Work item | Write out, word for word, the first line of the data below and every line after it through the one containing "for (offset, ch)".

Available records |
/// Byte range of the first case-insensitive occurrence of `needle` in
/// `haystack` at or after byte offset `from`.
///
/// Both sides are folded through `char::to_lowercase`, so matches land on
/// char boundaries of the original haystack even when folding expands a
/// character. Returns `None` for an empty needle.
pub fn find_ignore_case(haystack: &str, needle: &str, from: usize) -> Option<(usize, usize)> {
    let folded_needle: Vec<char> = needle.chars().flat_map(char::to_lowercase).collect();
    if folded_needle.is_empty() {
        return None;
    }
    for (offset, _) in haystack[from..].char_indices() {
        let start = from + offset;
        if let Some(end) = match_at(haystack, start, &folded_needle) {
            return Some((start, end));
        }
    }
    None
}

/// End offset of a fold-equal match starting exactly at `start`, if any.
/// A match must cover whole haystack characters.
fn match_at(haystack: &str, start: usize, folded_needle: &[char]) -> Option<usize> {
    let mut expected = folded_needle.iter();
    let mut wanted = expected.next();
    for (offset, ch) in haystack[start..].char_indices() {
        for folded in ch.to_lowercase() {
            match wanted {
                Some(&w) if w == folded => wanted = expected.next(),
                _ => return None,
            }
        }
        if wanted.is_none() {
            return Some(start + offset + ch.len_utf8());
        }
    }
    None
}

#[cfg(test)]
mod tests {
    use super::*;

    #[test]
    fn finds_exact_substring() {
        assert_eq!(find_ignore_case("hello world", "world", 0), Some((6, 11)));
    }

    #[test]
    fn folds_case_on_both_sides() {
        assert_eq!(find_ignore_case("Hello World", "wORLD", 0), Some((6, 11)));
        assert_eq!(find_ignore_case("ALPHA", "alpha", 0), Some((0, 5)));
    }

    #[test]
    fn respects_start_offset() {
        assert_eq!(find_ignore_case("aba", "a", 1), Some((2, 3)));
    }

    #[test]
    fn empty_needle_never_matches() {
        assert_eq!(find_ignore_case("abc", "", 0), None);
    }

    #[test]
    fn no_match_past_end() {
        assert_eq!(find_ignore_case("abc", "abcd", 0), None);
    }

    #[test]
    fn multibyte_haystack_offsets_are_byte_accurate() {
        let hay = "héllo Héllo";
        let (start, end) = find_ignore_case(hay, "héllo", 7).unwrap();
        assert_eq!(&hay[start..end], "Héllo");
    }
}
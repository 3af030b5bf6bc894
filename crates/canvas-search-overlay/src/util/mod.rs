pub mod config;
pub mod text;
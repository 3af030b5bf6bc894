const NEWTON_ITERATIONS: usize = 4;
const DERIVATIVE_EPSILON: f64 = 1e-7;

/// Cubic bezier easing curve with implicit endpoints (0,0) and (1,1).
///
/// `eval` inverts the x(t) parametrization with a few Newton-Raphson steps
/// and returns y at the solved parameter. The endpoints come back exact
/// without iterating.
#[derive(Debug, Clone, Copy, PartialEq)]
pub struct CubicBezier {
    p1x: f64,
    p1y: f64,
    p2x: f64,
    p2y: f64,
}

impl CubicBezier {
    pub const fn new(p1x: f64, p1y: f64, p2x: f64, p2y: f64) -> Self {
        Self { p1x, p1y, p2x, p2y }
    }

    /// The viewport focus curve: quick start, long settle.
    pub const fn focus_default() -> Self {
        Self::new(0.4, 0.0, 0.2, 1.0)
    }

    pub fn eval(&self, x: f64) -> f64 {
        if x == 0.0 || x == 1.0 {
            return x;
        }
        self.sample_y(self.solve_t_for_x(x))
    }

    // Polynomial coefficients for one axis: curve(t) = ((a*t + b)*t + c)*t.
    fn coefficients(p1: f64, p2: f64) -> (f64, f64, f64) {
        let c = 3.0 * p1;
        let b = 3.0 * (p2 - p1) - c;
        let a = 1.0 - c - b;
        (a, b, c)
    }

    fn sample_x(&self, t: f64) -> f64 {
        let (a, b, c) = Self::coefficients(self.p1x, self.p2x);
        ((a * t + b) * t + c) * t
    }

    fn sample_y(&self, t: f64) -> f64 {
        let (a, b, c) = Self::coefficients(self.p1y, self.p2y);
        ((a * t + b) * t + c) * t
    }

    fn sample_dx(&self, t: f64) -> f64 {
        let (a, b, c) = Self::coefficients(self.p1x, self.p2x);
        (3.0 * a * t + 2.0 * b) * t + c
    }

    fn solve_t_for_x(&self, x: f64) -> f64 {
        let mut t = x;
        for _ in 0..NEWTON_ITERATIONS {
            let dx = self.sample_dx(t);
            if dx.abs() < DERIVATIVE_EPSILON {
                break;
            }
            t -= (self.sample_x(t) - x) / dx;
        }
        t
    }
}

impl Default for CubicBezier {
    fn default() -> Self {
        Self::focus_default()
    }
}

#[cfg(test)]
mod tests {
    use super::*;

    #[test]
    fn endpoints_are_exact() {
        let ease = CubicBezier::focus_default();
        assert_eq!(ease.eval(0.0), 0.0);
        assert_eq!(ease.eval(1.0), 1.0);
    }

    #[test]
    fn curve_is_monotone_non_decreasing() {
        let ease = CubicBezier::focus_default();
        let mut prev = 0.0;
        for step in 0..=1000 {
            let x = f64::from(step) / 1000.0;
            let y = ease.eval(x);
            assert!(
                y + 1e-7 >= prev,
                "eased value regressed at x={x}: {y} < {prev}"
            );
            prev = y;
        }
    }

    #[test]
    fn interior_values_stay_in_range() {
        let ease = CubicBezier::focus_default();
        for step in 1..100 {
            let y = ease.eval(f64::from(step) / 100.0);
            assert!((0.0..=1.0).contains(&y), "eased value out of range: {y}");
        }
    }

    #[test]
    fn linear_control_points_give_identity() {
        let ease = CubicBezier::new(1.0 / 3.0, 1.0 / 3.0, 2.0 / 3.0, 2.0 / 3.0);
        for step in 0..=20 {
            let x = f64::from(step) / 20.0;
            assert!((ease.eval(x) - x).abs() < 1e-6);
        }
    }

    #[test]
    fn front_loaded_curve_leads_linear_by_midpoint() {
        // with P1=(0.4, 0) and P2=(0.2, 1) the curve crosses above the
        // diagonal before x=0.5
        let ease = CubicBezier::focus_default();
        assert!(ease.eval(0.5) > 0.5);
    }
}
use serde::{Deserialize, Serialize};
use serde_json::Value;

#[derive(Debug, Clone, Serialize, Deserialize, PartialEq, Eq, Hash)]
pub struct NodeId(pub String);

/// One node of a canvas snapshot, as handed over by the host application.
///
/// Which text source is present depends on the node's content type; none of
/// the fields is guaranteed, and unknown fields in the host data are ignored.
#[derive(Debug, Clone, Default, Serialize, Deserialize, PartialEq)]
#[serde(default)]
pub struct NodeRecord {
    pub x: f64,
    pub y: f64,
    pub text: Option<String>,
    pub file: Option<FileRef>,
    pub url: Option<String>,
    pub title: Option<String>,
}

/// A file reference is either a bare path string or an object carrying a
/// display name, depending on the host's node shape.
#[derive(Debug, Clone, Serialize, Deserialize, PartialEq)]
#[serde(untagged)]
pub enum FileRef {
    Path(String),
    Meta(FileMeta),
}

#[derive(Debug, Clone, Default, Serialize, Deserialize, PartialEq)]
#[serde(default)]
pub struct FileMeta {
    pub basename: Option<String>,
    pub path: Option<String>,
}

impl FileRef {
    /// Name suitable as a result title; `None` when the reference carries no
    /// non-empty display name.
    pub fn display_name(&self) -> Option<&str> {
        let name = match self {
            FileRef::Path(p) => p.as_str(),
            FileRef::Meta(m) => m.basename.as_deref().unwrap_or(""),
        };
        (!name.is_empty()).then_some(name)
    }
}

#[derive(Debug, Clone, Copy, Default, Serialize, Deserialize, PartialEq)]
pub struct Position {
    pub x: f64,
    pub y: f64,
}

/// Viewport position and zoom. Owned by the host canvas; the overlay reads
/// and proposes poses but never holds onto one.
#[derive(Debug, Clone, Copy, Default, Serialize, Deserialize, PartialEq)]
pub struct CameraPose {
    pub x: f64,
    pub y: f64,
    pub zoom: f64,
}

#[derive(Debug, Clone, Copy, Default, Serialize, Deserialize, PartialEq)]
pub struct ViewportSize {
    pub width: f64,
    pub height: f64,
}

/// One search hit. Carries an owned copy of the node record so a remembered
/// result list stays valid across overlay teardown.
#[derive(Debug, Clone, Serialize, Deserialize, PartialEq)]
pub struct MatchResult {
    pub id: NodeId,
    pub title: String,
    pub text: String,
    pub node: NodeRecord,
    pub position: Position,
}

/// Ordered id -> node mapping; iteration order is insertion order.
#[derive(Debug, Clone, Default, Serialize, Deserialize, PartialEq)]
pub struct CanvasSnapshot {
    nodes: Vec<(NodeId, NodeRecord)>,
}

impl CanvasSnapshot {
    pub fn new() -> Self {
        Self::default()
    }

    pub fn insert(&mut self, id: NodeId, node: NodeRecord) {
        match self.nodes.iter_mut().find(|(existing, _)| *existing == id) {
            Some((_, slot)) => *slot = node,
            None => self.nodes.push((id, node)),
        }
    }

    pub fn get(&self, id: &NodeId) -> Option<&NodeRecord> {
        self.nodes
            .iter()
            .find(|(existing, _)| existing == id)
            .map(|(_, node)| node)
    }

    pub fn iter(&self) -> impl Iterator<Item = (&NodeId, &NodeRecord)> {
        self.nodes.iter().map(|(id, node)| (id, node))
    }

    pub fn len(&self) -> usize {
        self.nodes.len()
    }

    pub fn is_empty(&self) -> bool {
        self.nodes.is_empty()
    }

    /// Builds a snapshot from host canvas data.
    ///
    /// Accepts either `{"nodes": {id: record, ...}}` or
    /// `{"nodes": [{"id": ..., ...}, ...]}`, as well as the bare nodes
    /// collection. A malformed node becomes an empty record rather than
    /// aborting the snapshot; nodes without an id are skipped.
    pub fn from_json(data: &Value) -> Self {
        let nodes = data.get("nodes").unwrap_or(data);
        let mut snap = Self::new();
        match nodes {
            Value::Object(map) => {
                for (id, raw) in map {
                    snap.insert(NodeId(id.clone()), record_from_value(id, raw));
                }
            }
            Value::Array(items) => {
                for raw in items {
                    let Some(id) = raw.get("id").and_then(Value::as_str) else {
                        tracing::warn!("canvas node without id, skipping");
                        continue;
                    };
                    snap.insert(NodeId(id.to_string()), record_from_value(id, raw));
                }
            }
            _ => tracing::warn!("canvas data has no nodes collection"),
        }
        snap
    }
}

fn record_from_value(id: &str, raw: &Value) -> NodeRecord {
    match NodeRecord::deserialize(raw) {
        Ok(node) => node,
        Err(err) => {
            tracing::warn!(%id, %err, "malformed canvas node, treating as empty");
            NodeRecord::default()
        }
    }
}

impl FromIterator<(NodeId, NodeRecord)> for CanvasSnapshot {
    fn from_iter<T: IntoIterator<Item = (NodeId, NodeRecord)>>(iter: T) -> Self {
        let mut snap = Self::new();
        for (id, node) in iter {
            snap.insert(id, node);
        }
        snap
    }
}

Expected answer |
/// Byte range of the first case-insensitive occurrence of `needle` in
/// `haystack` at or after byte offset `from`.
///
/// Both sides are folded through `char::to_lowercase`, so matches land on
/// char boundaries of the original haystack even when folding expands a
/// character. Returns `None` for an empty needle.
pub fn find_ignore_case(haystack: &str, needle: &str, from: usize) -> Option<(usize, usize)> {
    let folded_needle: Vec<char> = needle.chars().flat_map(char::to_lowercase).collect();
    if folded_needle.is_empty() {
        return None;
    }
    for (offset, _) in haystack[from..].char_indices() {
        let start = from + offset;
        if let Some(end) = match_at(haystack, start, &folded_needle) {
            return Some((start, end));
        }
    }
    None
}

/// End offset of a fold-equal match starting exactly at `start`, if any.
/// A match must cover whole haystack characters.
fn match_at(haystack: &str, start: usize, folded_needle: &[char]) -> Option<usize> {
    let mut expected = folded_needle.iter();
    let mut wanted = expected.next();
    for (offset, ch) in haystack[start..].char_indices() {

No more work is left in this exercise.